*** Opening of Records shown ***

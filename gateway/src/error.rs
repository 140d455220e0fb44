//! Gateway failure types.
//!
//! Three operations, three propagation policies:
//!
//! | Error | Raised by | Reaches the user |
//! |-------|-----------|------------------|
//! | [`FetchError`] | `list_apps`, `health` | Yes, as a catalog load error |
//! | [`PollError`] | `app_status` | No, logged and dropped |
//! | [`StartError`] | `start_app` | Yes, message shown verbatim |

use thiserror::Error;

/// Fallback shown when the backend rejects a start without explaining why.
pub const DEFAULT_START_ERROR: &str = "Failed to start app";

#[derive(Debug, Error)]
pub enum FetchError {
    #[error("backend returned HTTP {status}: {body}")]
    Status { status: u16, body: String },
    #[error("request failed: {0}")]
    Transport(#[source] reqwest::Error),
    #[error("invalid response body: {0}")]
    Decode(#[source] serde_json::Error),
    #[error("invalid app name: {0:?}")]
    InvalidName(String),
}

impl FetchError {
    /// HTTP status when the backend answered with a non-2xx response.
    #[must_use]
    pub fn status(&self) -> Option<u16> {
        match self {
            FetchError::Status { status, .. } => Some(*status),
            _ => None,
        }
    }
}

/// A single app's status poll failed.
#[derive(Debug, Error)]
#[error("status poll for '{app}' failed: {source}")]
pub struct PollError {
    pub app: String,
    #[source]
    pub source: FetchError,
}

impl PollError {
    #[must_use]
    pub fn new(app: impl Into<String>, source: FetchError) -> Self {
        Self {
            app: app.into(),
            source,
        }
    }
}

/// The backend refused (or could not be asked) to start an app.
#[derive(Debug, Clone, PartialEq, Eq, Error)]
#[error("{message}")]
pub struct StartError {
    pub message: String,
    /// HTTP status of the rejection, if the backend answered at all.
    pub status: Option<u16>,
}

impl StartError {
    #[must_use]
    pub fn new(message: impl Into<String>) -> Self {
        Self {
            message: message.into(),
            status: None,
        }
    }

    #[must_use]
    pub fn with_status(mut self, status: u16) -> Self {
        self.status = Some(status);
        self
    }

    /// Extract the user-facing message from a rejection body.
    ///
    /// Precedence: `detail`, then `error`, then [`DEFAULT_START_ERROR`].
    /// Non-JSON bodies and non-string fields fall through to the default.
    #[must_use]
    pub fn from_rejection_body(status: u16, body: &str) -> Self {
        let payload: Option<serde_json::Value> = serde_json::from_str(body).ok();
        let message = payload
            .as_ref()
            .and_then(|json| {
                ["detail", "error"].iter().find_map(|key| {
                    json.get(key)
                        .and_then(serde_json::Value::as_str)
                        .map(str::trim)
                        .filter(|s| !s.is_empty())
                })
            })
            .unwrap_or(DEFAULT_START_ERROR);

        Self::new(message).with_status(status)
    }
}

*** Close of Records shown ***

Copy out the data above, word for word.

Output below:
filename gateway/src/error.rs
repository 140d455220e0fb44
//! Gateway failure types.
//!
//! Three operations, three propagation policies:
//!
//! | Error | Raised by | Reaches the user |
//! |-------|-----------|------------------|
//! | [`FetchError`] | `list_apps`, `health` | Yes, as a catalog load error |
//! | [`PollError`] | `app_status` | No, logged and dropped |
//! | [`StartError`] | `start_app` | Yes, message shown verbatim |

use thiserror::Error;

/// Fallback shown when the backend rejects a start without explaining why.
pub const DEFAULT_START_ERROR: &str = "Failed to start app";

#[derive(Debug, Error)]
pub enum FetchError {
    #[error("backend returned HTTP {status}: {body}")]
    Status { status: u16, body: String },
    #[error("request failed: {0}")]
    Transport(#[source] reqwest::Error),
    #[error("invalid response body: {0}")]
    Decode(#[source] serde_json::Error),
    #[error("invalid app name: {0:?}")]
    InvalidName(String),
}

impl FetchError {
    /// HTTP status when the backend answered with a non-2xx response.
    #[must_use]
    pub fn status(&self) -> Option<u16> {
        match self {
            FetchError::Status { status, .. } => Some(*status),
            _ => None,
        }
    }
}

/// A single app's status poll failed.
#[derive(Debug, Error)]
#[error("status poll for '{app}' failed: {source}")]
pub struct PollError {
    pub app: String,
    #[source]
    pub source: FetchError,
}

impl PollError {
    #[must_use]
    pub fn new(app: impl Into<String>, source: FetchError) -> Self {
        Self {
            app: app.into(),
            source,
        }
    }
}

/// The backend refused (or could not be asked) to start an app.
#[derive(Debug, Clone, PartialEq, Eq, Error)]
#[error("{message}")]
pub struct StartError {
    pub message: String,
    /// HTTP status of the rejection, if the backend answered at all.
    pub status: Option<u16>,
}

impl StartError {
    #[must_use]
    pub fn new(message: impl Into<String>) -> Self {
        Self {
            message: message.into(),
            status: None,
        }
    }

    #[must_use]
    pub fn with_status(mut self, status: u16) -> Self {
        self.status = Some(status);
        self
    }

    /// Extract the user-facing message from a rejection body.
    ///
    /// Precedence: `detail`, then `error`, then [`DEFAULT_START_ERROR`].
    /// Non-JSON bodies and non-string fields fall through to the default.
    #[must_use]
    pub fn from_rejection_body(status: u16, body: &str) -> Self {
        let payload: Option<serde_json::Value> = serde_json::from_str(body).ok();
        let message = payload
            .as_ref()
            .and_then(|json| {
                ["detail", "error"].iter().find_map(|key| {
                    json.get(key)
                        .and_then(serde_json::Value::as_str)
                        .map(str::trim)
                        .filter(|s| !s.is_empty())
                })
            })
            .unwrap_or(DEFAULT_START_ERROR);

        Self::new(message).with_status(status)
    }
}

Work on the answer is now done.